The set design by Michiel Keuper. The sound score is by Samuel Hertz.  The performers are Berlin-based dancers Sophia Neises and Xenia TanikoSherwood Chen (Marseilles) and San Francisco based dancers/performers Tiffany Taylor, Gabriel Christian and Rachael Dichter. Creative consultants include author and UC Berkeley professor of disability studies Georgina Kleege, writer and philosopher Alva Noë, and blind art critic, essayist, artist, photographer Gerald Pirner.

(in)Visible runs two weekends, Thursday to Sunday, October 3-6 and 10-13 at 8:00 pm at CounterPulse in San Francisco. Audio Description is available for every performance.  ASL interpretation is available one night per weekend.  Please check www.counterpulse.org for specifics.  Tickets are $10 to $30 and are available online at www.jesscurtisgravity.org/invisible or by calling 415-626-2060.

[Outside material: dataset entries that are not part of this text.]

// SPDX-License-Identifier: MIT OR Apache-2.0
//! Pass lifecycle state machine.
//!
//! A [`Pass`] is the atomic unit of GPU work: one or more sub-stages sharing
//! an output image set, a pipeline and descriptor set per sub-stage, and an
//! optional uniform-buffer-backed configuration block. The lifecycle is
//! `Uninitialized → Initialized → {Ready, Invalid}` with resize/recompile
//! transitions back to `Initialized` and a terminal `Destroyed` reachable
//! only through [`Pass::unit`], which waits for the device before freeing
//! anything possibly in flight.
//!
//! All per-frame work is coalesced behind dirty flags: N resize requests
//! collapse into one reallocation, M upload requests into one host-to-device
//! copy, descriptor rewrites into one update.

use crate::interface::{
    AccelStructureInfo, AccelStructureInput, LightGroup, LightGroupInput, ModelInfo, ModelInput,
    ShaderPassRef, ShaderPassWork, TexelBufferInfo, TexelBufferInput, TextureInput, TextureOutput,
};
use crate::provider::{
    clamp_extent, BindingDesc, BindingKind, BufferDesc, BufferInfo, BufferUsage, Command,
    CommandList, DescriptorSetId, DescriptorWrite, ImageDesc, ImageFormat, ImageInfo, ImageUsage,
    MemoryBarrier, PipelineDesc, PipelineId, PipelineKind, ProviderError, ResourceProvider,
    ShaderModuleId, ShaderSource,
};
use indexmap::IndexMap;
use std::collections::HashSet;
use std::path::PathBuf;
use tracing::{debug, error, warn};

/// Lifecycle state of a pass.
#[derive(Debug, Clone, Copy, PartialEq, Eq)]
pub enum PassState {
    /// No GPU objects exist yet
    Uninitialized,
    /// GPU objects built, not yet recorded this session
    Initialized,
    /// Steady state, recording each frame
    Ready,
    /// A (re)build failed; the pass records nothing until fixed
    Invalid,
    /// Deterministically torn down; terminal
    Destroyed,
}

/// Work issued by one sub-stage.
#[derive(Debug, Clone, Copy, PartialEq)]
pub enum PassWork {
    /// Compute dispatch sized from the pass output extent
    Dispatch2D {
        /// Local work group size per axis
        local: [u32; 2],
    },
    /// Compute dispatch with fixed group counts
    DispatchFixed {
        /// Work group counts
        groups: [u32; 3],
    },
    /// Fullscreen triangle draw
    FullscreenQuad,
}

/// Description of one sub-stage of a pass.
#[derive(Debug, Clone)]
pub struct SubStageDesc {
    /// Name for labels and logs
    pub name: String,
    /// Shader sources, in stage order (one for compute, vertex+fragment for raster)
    pub shaders: Vec<ShaderSource>,
    /// Descriptor layout of the sub-stage
    pub bindings: Vec<BindingDesc>,
    /// Work to issue
    pub work: PassWork,
}

/// Built state of one sub-stage.
#[derive(Debug)]
struct SubStage {
    desc: SubStageDesc,
    modules: Vec<ShaderModuleId>,
    pipeline: PipelineId,
    descriptor_set: DescriptorSetId,
}

impl SubStage {
    fn new(desc: SubStageDesc) -> Self {
        Self {
            desc,
            modules: Vec::new(),
            pipeline: PipelineId::NULL,
            descriptor_set: DescriptorSetId::NULL,
        }
    }
}

/// Uniform-buffer-backed configuration block of a pass.
#[derive(Debug)]
struct UboBlock {
    info: BufferInfo,
    data: Vec<u8>,
    dirty: bool,
}

/// The atomic unit of GPU work. See the module docs for the lifecycle.
#[derive(Debug)]
pub struct Pass {
    name: String,
    kind: PipelineKind,
    state: PassState,
    enabled: bool,

    output_size: [u32; 2],
    format: ImageFormat,
    ping_pong: bool,
    images: Vec<ImageInfo>,
    front_index: usize,

    ubo_size: u64,
    ubo: Option<UboBlock>,
    push_constants: Option<Vec<u8>>,

    stages: Vec<SubStage>,

    needs_resize: Option<[u32; 2]>,
    needs_descriptor_update: bool,

    bound_textures: IndexMap<u32, ImageInfo>,
    bound_texel_buffers: IndexMap<u32, TexelBufferInfo>,
    light_group: LightGroup,
    model: ModelInfo,
    accel: AccelStructureInfo,

    last_error: Option<String>,
    output_generation: u64,
    output_changed: bool,
}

Sherwood Chen has worked as a performer with artists including Grisha Coleman, Yuko Kaseki, Amara Tabor-Smith, Anna Halprin, Min Tanaka, Xavier Le Roy, inkBoat / Ko Murobushi, Christine Bonansea and Sara Shelton Mann. He leads workshops for performers in studio and in natural and urban landscapes worldwide. For over twenty years he has served as a cultural worker in public, nonprofit and philanthropic sectors focusing on community arts programming, arts education, arts grantmaking, and as an artist advocate in the United States, with a focus on supporting tradition-based, Native Californian and immigrant artists.  www.sherwoodchen.com

Gabriel Christian is a multidisciplinary artist bred in New York City and baking in Oakland, California. Their work metabolizes the vernaculars within BlaQ diaspora –– futurity, afrovivalism, faggotry ––  through body-based live performance and poetics; moreover, they feel the bio to be an unfortunate by-product of capitalistic modes like chattel slavery. 


Jess Curtis is an award-winning choreographer and performer committed to an art-making practice informed by experimentation, innovation, critical discourse and social relevance. He has created and performed multidisciplinary works throughout the U.S and Europe with the radical SF performance groups Contraband and CORE and the experimental French Circus company Cahin-Caha. In 2000, he founded his trans-continental performance company, Jess Curtis/Gravity. Curtis is active as a researcher, writer, teacher, advocate and community organizer in the fields of contemporary dance and performance. He holds an MFA in Choreography and a Ph.D. in Performance Studies from the University of California at Davis.